### INPUT FOR THIS TASK

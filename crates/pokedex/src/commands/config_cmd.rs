//! Config subcommand handlers.

use crate::cli::{ConfigArgs, ConfigCommand, GlobalOpts, OutputFormat};
use crate::config::{self, Config};
use crate::error::CliError;
use crate::output;

pub fn handle(args: ConfigArgs, global: &GlobalOpts) -> Result<(), CliError> {
    match args.command {
        // ── Show: effective config after file, env, and flags ───────
        ConfigCommand::Show => {
            let cfg = config::apply_overrides(config::load_config_or_default(), global);
            let format = global.output.unwrap_or(OutputFormat::Table);
            let out = output::render_card(
                format,
                &cfg,
                |c| {
                    toml::to_string_pretty(c)
                        .map_or_else(|_| format!("{c:#?}"), |s| s.trim_end().to_owned())
                },
                |_| config::config_path().display().to_string(),
            )?;
            output::emit(&out, global.quiet);
            Ok(())
        }

        // ── Path ────────────────────────────────────────────────────
        ConfigCommand::Path => {
            println!("{}", config::config_path().display());
            Ok(())
        }

        // ── Init: write defaults ────────────────────────────────────
        ConfigCommand::Init { force } => {
            let path = config::config_path();
            if path.exists() && !force {
                return Err(CliError::ConfigExists {
                    path: path.display().to_string(),
                });
            }

            let written = config::save_config(&Config::default())?;
            if !global.quiet {
                eprintln!("Wrote {}", written.display());
            }
            Ok(())
        }
    }
}
// pokedex-api: Async Rust client for the PokéAPI endpoints behind the Pokédex

pub mod client;
pub mod error;
pub mod models;
pub mod transport;

pub use client::{DEFAULT_BASE_URL, PokeApiClient};
pub use error::Error;
pub use models::{
    FlavorTextEntry, Genus, NamedResource, NamedResourceList, RawAbility, RawPokemon, RawSpecies,
    RawStat, RawType, Sprites,
};
pub use transport::TransportConfig;
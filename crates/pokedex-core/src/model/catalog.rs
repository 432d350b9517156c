// ── Catalog domain types ──

use serde::{Deserialize, Serialize};

/// One list-view entry.
#[derive(Debug, Clone, PartialEq, Eq, Serialize, Deserialize)]
pub struct CatalogItem {
    pub id: u32,
    pub name: String,
    /// API order; the first entry is the primary type.
    pub types: Vec<String>,
    /// Official-artwork URL. `None` when the API has no artwork.
    pub sprite: Option<String>,
}

impl CatalogItem {
    /// The primary (first-slot) type, if any.
    pub fn primary_type(&self) -> Option<&str> {
        self.types.first().map(String::as_str)
    }
}

/// An ordered catalog snapshot, in index order.
#[derive(Debug, Clone, Default, PartialEq, Eq, Serialize, Deserialize)]
#[serde(transparent)]
pub struct Catalog {
    items: Vec<CatalogItem>,
}

impl Catalog {
    pub fn new(items: Vec<CatalogItem>) -> Self {
        Self { items }
    }

    pub fn items(&self) -> &[CatalogItem] {
        &self.items
    }

    pub fn into_items(self) -> Vec<CatalogItem> {
        self.items
    }

    pub fn len(&self) -> usize {
        self.items.len()
    }

    pub fn is_empty(&self) -> bool {
        self.items.is_empty()
    }

    pub fn iter(&self) -> std::slice::Iter<'_, CatalogItem> {
        self.items.iter()
    }

    /// Look up an entry by its Pokédex number.
    pub fn get(&self, id: u32) -> Option<&CatalogItem> {
        self.items.iter().find(|item| item.id == id)
    }
}

impl FromIterator<CatalogItem> for Catalog {
    fn from_iter<I: IntoIterator<Item = CatalogItem>>(iter: I) -> Self {
        Self {
            items: iter.into_iter().collect(),
        }
    }
}

impl<'a> IntoIterator for &'a Catalog {
    type Item = &'a CatalogItem;
    type IntoIter = std::slice::Iter<'a, CatalogItem>;

    fn into_iter(self) -> Self::IntoIter {
        self.items.iter()
    }
}

impl IntoIterator for Catalog {
    type Item = CatalogItem;
    type IntoIter = std::vec::IntoIter<CatalogItem>;

    fn into_iter(self) -> Self::IntoIter {
        self.items.into_iter()
    }
}
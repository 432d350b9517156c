//! Data aggregation and view-model layer between `pokedex-api` and the CLI.
//!
//! - **[`Pokedex`]**: Facade owning the API client and the catalog store.
//!   [`load_catalog()`](Pokedex::load_catalog) fetches the index and fans out
//!   one detail fetch per entry (all-or-nothing);
//!   [`load_detail()`](Pokedex::load_detail) joins a Pokémon with its species
//!   record, tolerating a missing species leg;
//!   [`refresh()`](Pokedex::refresh) runs a tagged catalog load through the
//!   [`CatalogStore`] so only the newest request is committed.
//!
//! - **Normalizer** ([`convert`]): Pure projections from raw API shapes into
//!   [`CatalogItem`] and [`DetailViewModel`].
//!
//! - **Search** ([`search::filter`]): Case-insensitive substring filter over a
//!   [`Catalog`] snapshot.

pub mod config;
pub mod convert;
pub mod error;
pub mod loader;
pub mod model;
pub mod search;
pub mod store;

// ── Primary re-exports ──────────────────────────────────────────────
pub use config::DexConfig;
pub use error::CoreError;
pub use loader::Pokedex;
pub use model::{Ability, Catalog, CatalogItem, DetailViewModel};
pub use store::{CatalogStore, LoadStatus, LoadToken};
// Async HTTP client for the PokéAPI v2 REST endpoints.
//
// Read-only: every call is a single GET + JSON decode. No auth, no retries,
// no caching; each call goes to the network.

use serde::de::DeserializeOwned;
use tracing::debug;
use url::Url;

use crate::error::Error;
use crate::models::{NamedResourceList, RawPokemon, RawSpecies};
use crate::transport::TransportConfig;

/// Public PokéAPI root.
pub const DEFAULT_BASE_URL: &str = "https://pokeapi.co/api/v2/";

/// Longest body excerpt carried in error messages.
const BODY_PREVIEW_LEN: usize = 200;

/// Async client for the PokéAPI.
///
/// Cheap to clone: the inner `reqwest::Client` is reference counted.
#[derive(Debug, Clone)]
pub struct PokeApiClient {
    http: reqwest::Client,
    base_url: Url,
}

impl PokeApiClient {
    // ── Constructors ─────────────────────────────────────────────────

    /// Build a client from a base URL and transport config.
    pub fn new(base_url: &str, transport: &TransportConfig) -> Result<Self, Error> {
        let http = transport.build_client()?;
        Self::with_client(http, base_url)
    }

    /// Wrap an existing `reqwest::Client`.
    pub fn with_client(http: reqwest::Client, base_url: &str) -> Result<Self, Error> {
        let base_url = Self::normalize_base_url(base_url)?;
        Ok(Self { http, base_url })
    }

    /// Ensure the base path ends with `/` so relative joins append instead of replace.
    fn normalize_base_url(raw: &str) -> Result<Url, Error> {
        let mut url = Url::parse(raw)?;
        let path = url.path().trim_end_matches('/').to_owned();
        url.set_path(&format!("{path}/"));
        Ok(url)
    }

    /// The API root every relative path is joined onto.
    pub fn base_url(&self) -> &Url {
        &self.base_url
    }

    // ── URL builder ──────────────────────────────────────────────────

    fn url(&self, path: &str) -> Result<Url, Error> {
        Ok(self.base_url.join(path)?)
    }

    // ── Request primitive ────────────────────────────────────────────

    /// GET `url` and decode the JSON body into `T`.
    pub async fn fetch_json<T: DeserializeOwned>(&self, url: Url) -> Result<T, Error> {
        debug!("GET {url}");

        let resp = self.http.get(url.clone()).send().await?;
        let status = resp.status();
        let body = resp.text().await?;

        if !status.is_success() {
            return Err(Error::Status {
                status: status.as_u16(),
                url: url.to_string(),
                message: preview(&body).to_owned(),
            });
        }

        serde_json::from_str(&body).map_err(|e| Error::Deserialization {
            message: format!("{e} (body preview: {:?})", preview(&body)),
            body,
        })
    }

    // ━━ Public API ━━━━━━━━━━━━━━━━━━━━━━━━━━━━━━━━━━━━━━━━━━━━━━━━━━

    /// `GET pokemon?limit={limit}`: the name/URL index.
    pub async fn list_pokemon(&self, limit: u32) -> Result<NamedResourceList, Error> {
        let mut url = self.url("pokemon")?;
        url.query_pairs_mut()
            .append_pair("limit", &limit.to_string());
        self.fetch_json(url).await
    }

    /// Fetch a Pokémon from the detail URL carried by an index entry.
    pub async fn get_pokemon_by_url(&self, url: &str) -> Result<RawPokemon, Error> {
        self.fetch_json(Url::parse(url)?).await
    }

    /// `GET pokemon/{id}`.
    pub async fn get_pokemon(&self, id: &str) -> Result<RawPokemon, Error> {
        self.fetch_json(self.url(&format!("pokemon/{id}"))?).await
    }

    /// `GET pokemon-species/{id}`.
    pub async fn get_species(&self, id: &str) -> Result<RawSpecies, Error> {
        self.fetch_json(self.url(&format!("pokemon-species/{id}"))?)
            .await
    }
}

/// First few hundred bytes of a body, cut on a char boundary.
fn preview(body: &str) -> &str {
    if body.len() <= BODY_PREVIEW_LEN {
        return body;
    }
    let mut end = BODY_PREVIEW_LEN;
    while !body.is_char_boundary(end) {
        end -= 1;
    }
    &body[..end]
}
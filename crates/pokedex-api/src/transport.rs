// Shared transport configuration for building reqwest::Client instances.

use std::time::Duration;

/// Shared transport configuration for building HTTP clients.
///
/// No timeout is applied unless one is configured: a hung upstream request
/// keeps its load pending until the caller gives up.
#[derive(Debug, Clone)]
pub struct TransportConfig {
    pub timeout: Option<Duration>,
    pub user_agent: String,
}

impl Default for TransportConfig {
    fn default() -> Self {
        Self {
            timeout: None,
            user_agent: concat!("pokedex/", env!("CARGO_PKG_VERSION")).to_owned(),
        }
    }
}

impl TransportConfig {
    /// Build a `reqwest::Client` from this config.
    pub fn build_client(&self) -> Result<reqwest::Client, crate::error::Error> {
        let mut builder = reqwest::Client::builder().user_agent(self.user_agent.as_str());

        if let Some(timeout) = self.timeout {
            builder = builder.timeout(timeout);
        }

        builder
            .build()
            .map_err(|e| crate::error::Error::ClientBuild(e.to_string()))
    }

    /// Apply a per-request timeout to every client built from this config.
    pub fn with_timeout(mut self, timeout: Duration) -> Self {
        self.timeout = Some(timeout);
        self
    }
}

### WORK REQUIRED
Scan the lines above for the word "configuration", then copy each line that has it.

### RESPONSE
// Shared transport configuration for building reqwest::Client instances.
/// Shared transport configuration for building HTTP clients.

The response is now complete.